Leurs sens, naturellement fort développés, acquéraient peu à peu une acuité singulière. Ils voyaient et entendaient de très loin, et leur odorat reconnaissait au passage de subtils effluves. Ils se laissaient surprendre de moins en moins souvent ; dès qu’ils soupçonnaient la présence des hommes, ils décampaient, agiles et silencieux.

Leur prudence était extrême ; leur courage, en toute occasion, assez bas. Même chez Samuel, aux heures de danger, l’instinct belliqueux ne s’éveillait point.

Les herbivores de grande taille excitaient leur méfiance.

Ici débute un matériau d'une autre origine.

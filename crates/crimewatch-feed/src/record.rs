use serde::{Deserialize, Deserializer};
use serde_json::Value;

/// One crime report as served by the incidents API.
///
/// Field names follow the upstream Berkeley PD dataset. Strings are trimmed
/// on the way in; blank optional fields become `None`, so render code never
/// has to check for whitespace-only values.
#[derive(Debug, Clone, PartialEq, Eq, Deserialize)]
pub struct Incident {
    /// Stable unique identifier; used as the render key.
    #[serde(rename = "OBJECTID")]
    pub id: u64,

    #[serde(rename = "Incident_Type", default, deserialize_with = "trimmed")]
    pub incident_type: String,

    #[serde(rename = "Occurred_Datetime", default)]
    pub occurred: OccurredAt,

    #[serde(rename = "Block_Address", default, deserialize_with = "trimmed")]
    pub block_address: String,

    #[serde(rename = "Case_Number", default, deserialize_with = "trimmed")]
    pub case_number: String,

    #[serde(
        rename = "Description",
        alias = "Statute_Description",
        alias = "description",
        default,
        deserialize_with = "non_blank"
    )]
    pub description: Option<String>,

    /// Statute category (e.g. "PC", "VC") when the dataset provides it.
    #[serde(rename = "Statute_Type", default, deserialize_with = "non_blank")]
    pub statute_type: Option<String>,
}

/// When an incident occurred, as the API sent it.
///
/// ArcGIS feeds send epoch milliseconds; the JSON API normally sends an
/// ISO-8601 string. Strings are kept verbatim and parsed at render time.
/// Any other JSON value is kept as its JSON text in `Other`; it and
/// unparseable strings render as [`INVALID_DATE`](crate::timestamp::INVALID_DATE).
#[derive(Debug, Clone, PartialEq, Eq, Default)]
pub enum OccurredAt {
    EpochMillis(i64),
    Text(String),
    Other(String),
    #[default]
    Missing,
}

impl<'de> Deserialize<'de> for OccurredAt {
    fn deserialize<D: Deserializer<'de>>(deserializer: D) -> Result<Self, D::Error> {
        Ok(match Value::deserialize(deserializer)? {
            Value::Null => OccurredAt::Missing,
            Value::String(text) => OccurredAt::Text(text),
            Value::Number(n) => match n.as_i64().or_else(|| whole_millis(n.as_f64())) {
                Some(ms) => OccurredAt::EpochMillis(ms),
                None => OccurredAt::Other(n.to_string()),
            },
            other => OccurredAt::Other(other.to_string()),
        })
    }
}

/// `1704103200000.0` is still a millisecond count; `1.5` is not.
fn whole_millis(value: Option<f64>) -> Option<i64> {
    value
        .filter(|v| v.is_finite() && v.fract() == 0.0)
        .filter(|v| (i64::MIN as f64..=i64::MAX as f64).contains(v))
        .map(|v| v as i64)
}

impl Incident {
    /// Convenience constructor with the required display fields.
    pub fn new(
        id: u64,
        incident_type: impl Into<String>,
        occurred: OccurredAt,
        block_address: impl Into<String>,
        case_number: impl Into<String>,
    ) -> Self {
        Self {
            id,
            incident_type: incident_type.into(),
            occurred,
            block_address: block_address.into(),
            case_number: case_number.into(),
            description: None,
            statute_type: None,
        }
    }

    pub fn with_description(mut self, description: impl Into<String>) -> Self {
        let description = description.into();
        let description = description.trim();
        self.description = (!description.is_empty()).then(|| description.to_string());
        self
    }
}

impl From<&str> for OccurredAt {
    fn from(text: &str) -> Self {
        OccurredAt::Text(text.to_string())
    }
}

/// Text of a scalar JSON value. Numbers and booleans are stringified;
/// null, arrays and objects have no display text.
fn scalar_text(value: Value) -> Option<String> {
    match value {
        Value::String(s) => Some(s.trim().to_string()),
        Value::Number(n) => Some(n.to_string()),
        Value::Bool(b) => Some(b.to_string()),
        Value::Null | Value::Array(_) | Value::Object(_) => None,
    }
}

fn trimmed<'de, D>(deserializer: D) -> Result<String, D::Error>
where
    D: Deserializer<'de>,
{
    Ok(scalar_text(Value::deserialize(deserializer)?).unwrap_or_default())
}

fn non_blank<'de, D>(deserializer: D) -> Result<Option<String>, D::Error>
where
    D: Deserializer<'de>,
{
    Ok(scalar_text(Value::deserialize(deserializer)?).filter(|s| !s.is_empty()))
}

Il leur arrivait de rencontrer des bandes de chevaux, des troupeaux de ruminants, errant de pâturage en pâturage ; et souvent, quelque vieil animal, retrouvant devant ce couple humain ses habitudes domestiques, accourait quêter une caresse ou un ordre. Mais, aussitôt, les deux enfants se dérobaient.

Après les hommes, ils redoutaient par-dessus tout les chiens. Leurs bandes inquiétantes commençaient en effet à parcourir les plaines, où elles se livraient de violents combats. On en voyait qui passaient en trombe, les yeux en feu, à la poursuite de grands herbivores isolés. D’autres, hargneux, montaient une garde dérisoire près des anciennes maisons, vides de leurs habitants. D’autres enfin, le regard plein de détresse, hurlaient plaintivement et voyageaient à la recherche de leurs maîtres.